SEK has done work on several animated series with Mondo TV, including Pocahontas: Princess of the American Indians and Simba the King Lion, (due to these two, it has been repeatedly misinformed that SEK has worked for The Walt Disney Company). SEK also has produced features such as the French science fiction epic Gandahar (The Light Years) and Empress Chung.

It was registered as the SEK Studio which stands for Scientific Educational Korea in 1997 in order to take part at an animation festival in France.

According to Cinemaweb, "The Simpsons Movie was the most prominent US project that SEK helped with", while other "projects" the studio was involved with were "Futurama: Bender's Big Score and even an episode of Avatar: The Last Airbender." According to the Korean Film Council, SEK Studio outsourced episode 72 of Teenage Mutant Ninja Turtles (2003 TV series).

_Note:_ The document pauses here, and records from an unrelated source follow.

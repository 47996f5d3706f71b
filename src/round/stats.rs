//! Running statistics over finalized rounds.

use std::collections::BTreeMap;

use serde::Serialize;

use super::analysis::{StakeRank, percent_of};
use super::record::RoundRecord;

// ============================================================================
// RoundStatistics
// ============================================================================

/// Aggregates of every round observed in a session.
#[derive(Debug, Clone, Default, PartialEq, Serialize)]
pub struct RoundStatistics {
    /// Rounds observed.
    pub rounds: usize,
    /// Wins per winner label.
    pub winners: BTreeMap<String, usize>,
    /// Rounds won by the option with the largest real stake.
    pub winner_highest: usize,
    /// Rounds won by the option with the middle real stake.
    pub winner_medium: usize,
    /// Rounds won by the option with the smallest real stake.
    pub winner_lowest: usize,
    /// Sum of real stakes.
    pub total_staked: i64,
    /// Sum of house edge amounts.
    pub total_house_take: i64,
}

impl RoundStatistics {
    /// Creates empty statistics.
    #[must_use]
    pub fn new() -> Self {
        Self::default()
    }

    /// Builds statistics over a slice of records.
    #[must_use]
    pub fn from_records(records: &[RoundRecord]) -> Self {
        let mut stats = Self::new();
        for record in records {
            stats.observe(record);
        }
        stats
    }

    /// Adds one record.
    pub fn observe(&mut self, record: &RoundRecord) {
        self.rounds += 1;
        *self.winners.entry(record.winner.label.clone()).or_default() += 1;

        if let Some(option) = record.winner.option() {
            match record.betting_pattern.by_real_stake.rank_of(option) {
                StakeRank::Highest => self.winner_highest += 1,
                StakeRank::Medium => self.winner_medium += 1,
                StakeRank::Lowest => self.winner_lowest += 1,
            }
        }

        self.total_staked = self.total_staked.saturating_add(record.total_staked);
        self.total_house_take = self.total_house_take.saturating_add(record.house_edge.amount);
    }

    /// Total house take as a percentage of total stakes.
    #[must_use]
    pub fn overall_edge_percent(&self) -> f64 {
        percent_of(self.total_house_take, self.total_staked)
    }

    /// Share of rounds, in percent, for a count taken from these statistics.
    #[must_use]
    pub fn share(&self, count: usize) -> f64 {
        if self.rounds == 0 {
            0.0
        } else {
            count as f64 / self.rounds as f64 * 100.0
        }
    }

    /// Wins recorded for `label`.
    #[must_use]
    pub fn wins_for(&self, label: &str) -> usize {
        self.winners.get(label).copied().unwrap_or(0)
    }
}

// ============================================================================
// Tests
// ============================================================================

Recently, international collaborations between SEK Studio and other nations has declined significantly, with only China co-producing content. This can largely be attributed to rising tensions between North Korea and the Western Community, notably the United States. SEK Studio participated in "Shijiazhuang International Animation Exhibition" on September 30, 2014. SEK Studio is expected to introduce a new science fiction genre animation. Since 2010s, SEK studio has contracted with many animation studios in China and outsourced in Chinese TV series, web animations, game graphics and commercials. SEK is currently pursuing large-scale projects with Chinese animation companies. It relates to web animated series that will be produced in China.

According to The Pyongyang Times, the studio helps children develop judgement, thinking and reasoning skills, and the studio contributes to the intellectual and ideological education of the people, rejecting the creation of cartoons for purely amusement.

In December 2021, the US Treasury accused SEK Studio and companies and individuals related to it, of exploiting North Korean workers to earn foreign currency and avoid sanctions on North Korea.

Previous Names
SEK Studio was founded in 1957 as April 26 Children’s Animation Film Studio.
 Chosun National Film Studio – Puppet Animation Film Research Institute (1957~1959)
 Chosun National Film Studio – Animation Film Studio (1959~1960)
 Chosun National Film Studio – Animation Film Production (1960~1964)
 Chosun Children's Film Studio (1964~1971)
 Chosun Science Education Film Studio – Animation Film Production Team (1971~1980)
 Chosun Science Education Film Studio – Children's Film Production Team (1980~1996)
 Chosun 4.26 Children's Film Studio (1996~2013)
 Korean April 26 Animation Studio (2013~)

SEK Studio today
As of 2003, SEK Studio employed over 1,500 or 1,600 people and subcontracted work for over 70 companies from around the globe, including Europe, South Korea, China, Canada and the United States. After the introduction of advanced equipment, the number of employees was reduced to about 500. There are 11 animation production teams in SEK Studio, 9 production teams are responsible for overseas animations subcontracting, and the 2 production teams produce domestic animations. According to Animation Career Review, SEK is the 85th most influential animation studio of all-time. SEK Studio's staff is mostly from Pyongyang Art Academy, and SEK Studio has established an animation training institute to teach young students.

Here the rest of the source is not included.